Hommage à Paris aux humanitaires d’Acted assassinés au Niger l’an dernier

« Ils sont morts pour l’humanité et nous ne les oublierons jamais » : un hommage a été rendu lundi à Paris aux six humanitaires français des ONG Acted et Impact assassinés il y a un an au Niger avec leur guide et leur chauffeur nigériens.

« Jamais nous ne connaîtrons la souffrance des familles mais sachez que le poids de la responsabilité, la culpabilité ne nous quittent pas », a témoigné le cofondateur d’Acted, Frédéric Roussel, confiant que le 9 août 2020 « restera le jour le plus terrible de (sa) vie ».

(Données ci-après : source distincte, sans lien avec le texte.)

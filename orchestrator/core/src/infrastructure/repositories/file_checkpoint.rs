// Copyright (c) 2026 100monkeys.ai
// SPDX-License-Identifier: AGPL-3.0

use async_trait::async_trait;
use serde::{Deserialize, Serialize};
use std::path::{Path, PathBuf};

use super::snapshot::{read_snapshot, write_snapshot};
use crate::domain::repository::{CheckpointStore, RepositoryError};

#[derive(Serialize, Deserialize)]
struct Checkpoint {
    sequence: u64,
}

/// `dispatch.checkpoint`
pub struct FileCheckpointStore {
    path: PathBuf,
}

impl FileCheckpointStore {
    pub fn new(path: impl AsRef<Path>) -> Self {
        Self {
            path: path.as_ref().to_path_buf(),
        }
    }
}

#[async_trait]
impl CheckpointStore for FileCheckpointStore {
    async fn load(&self) -> Result<u64, RepositoryError> {
        Ok(read_snapshot::<Checkpoint>(&self.path)
            .await?
            .map(|c| c.sequence)
            .unwrap_or(0))
    }

    async fn save(&self, sequence: u64) -> Result<(), RepositoryError> {
        write_snapshot(&self.path, &Checkpoint { sequence }).await
    }
}
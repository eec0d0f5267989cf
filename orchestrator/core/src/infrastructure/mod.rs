// Copyright (c) 2026 100monkeys.ai
// SPDX-License-Identifier: AGPL-3.0

pub mod bundles;
pub mod event_bus;
pub mod event_store;
pub mod repositories;
pub mod telemetry;
pub mod workspace;

pub use bundles::{DirectoryBundleResolver, StaticBundleResolver};
pub use event_bus::{EventBus, EventBusError, EventReceiver, FilteredEventReceiver};
pub use event_store::{InMemoryEventStore, JsonlEventStore};
pub use telemetry::init_logging;
pub use workspace::LocalWorkspaceService;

« Nous allons continuer notre travail, ce sera notre vengeance »

Ce jour-là, des hommes armés circulant à moto ont exécuté deux hommes et quatre femmes âgés de 25 à 31 ans qui travaillaient pour Acted et Impact, avec leur guide et leur chauffeur nigériens, alors qu’ils visitaient la réserve de girafes de Kouré, à 60 km de la capitale Niamey où ils étaient basés.

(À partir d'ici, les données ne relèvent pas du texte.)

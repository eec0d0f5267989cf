// Copyright (c) 2026 100monkeys.ai
// SPDX-License-Identifier: AGPL-3.0

//! Per-agent append-only state logs under `agents/<shard>/<agent_id>/state.log`.
//!
//! Each save appends one JSON record; the last record that parses is the
//! current state. Loaded states are cached so repeated loads skip the disk.

use async_trait::async_trait;
use dashmap::DashMap;
use std::path::{Path, PathBuf};
use tokio::fs::OpenOptions;
use tokio::io::AsyncWriteExt;
use tracing::warn;

use crate::domain::agent::{AgentId, AgentState};
use crate::domain::repository::{AgentStateRepository, RepositoryError};

pub struct FileAgentStateRepository {
    root: PathBuf,
    cache: DashMap<AgentId, AgentState>,
}

impl FileAgentStateRepository {
    pub fn new(root: impl AsRef<Path>) -> Self {
        Self {
            root: root.as_ref().to_path_buf(),
            cache: DashMap::new(),
        }
    }

    fn log_path(&self, id: &AgentId) -> Result<PathBuf, RepositoryError> {
        if !id.is_path_safe() {
            return Err(RepositoryError::InvalidKey(id.to_string()));
        }
        Ok(self.root.join(id.shard()).join(id.as_str()).join("state.log"))
    }

    async fn read_latest(path: &Path) -> Result<Option<AgentState>, RepositoryError> {
        let text = match tokio::fs::read_to_string(path).await {
            Ok(text) => text,
            Err(e) if e.kind() == std::io::ErrorKind::NotFound => return Ok(None),
            Err(e) => return Err(e.into()),
        };
        for line in text.lines().rev().filter(|l| !l.trim().is_empty()) {
            match serde_json::from_str::<AgentState>(line) {
                Ok(state) => return Ok(Some(state)),
                Err(e) => warn!(path = %path.display(), error = %e, "Skipping unreadable state record"),
            }
        }
        Ok(None)
    }
}

#[async_trait]
impl AgentStateRepository for FileAgentStateRepository {
    async fn save(&self, state: &AgentState) -> Result<(), RepositoryError> {
        let path = self.log_path(&state.agent_id)?;
        if let Some(parent) = path.parent() {
            tokio::fs::create_dir_all(parent).await?;
        }

        let mut record = serde_json::to_string(state)?;
        record.push('\n');

        let mut file = OpenOptions::new().create(true).append(true).open(&path).await?;
        // A crash mid-write leaves an unterminated record; start on a fresh line.
        let len = file.metadata().await?.len();
        if len > 0 && !ends_with_newline(&path, len).await? {
            record.insert(0, '\n');
        }
        file.write_all(record.as_bytes()).await?;
        file.flush().await?;
        file.sync_data().await?;

        self.cache.insert(state.agent_id.clone(), state.clone());
        Ok(())
    }

    async fn load(&self, id: &AgentId) -> Result<Option<AgentState>, RepositoryError> {
        if let Some(state) = self.cache.get(id) {
            return Ok(Some(state.clone()));
        }
        let path = self.log_path(id)?;
        let state = Self::read_latest(&path).await?;
        if let Some(state) = &state {
            self.cache.insert(id.clone(), state.clone());
        }
        Ok(state)
    }
}

async fn ends_with_newline(path: &Path, len: u64) -> Result<bool, RepositoryError> {
    use tokio::io::{AsyncReadExt, AsyncSeekExt};

    let mut file = tokio::fs::File::open(path).await?;
    file.seek(std::io::SeekFrom::Start(len - 1)).await?;
    let mut last = [0u8; 1];
    file.read_exact(&mut last).await?;
    Ok(last[0] == b'\n')
}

Leurs portraits, souriants, étaient disposés sur une table recouverte de tissus africains avec des bougies et des petits pots de sable du Niger.

« Au nom d’Acted, je vous demande pardon », a poursuivi Frédéric Roussel, s’adressant aux familles, réunies avec des salariés des ONG sous des arbres du Champ de Mars. « Pardon pour n’avoir pas pu protéger vos enfants, pardon pour la folie, la monstruosité des gens qui ont fait ça et pardon pour les larmes de mes 10.000 employés qui, partout dans le monde, font de leur mieux pour aider les autres », a-t-il articulé, la voix étranglée par l’émotion. « Nous allons continuer notre travail, ce sera notre vengeance », a-t-il conclu.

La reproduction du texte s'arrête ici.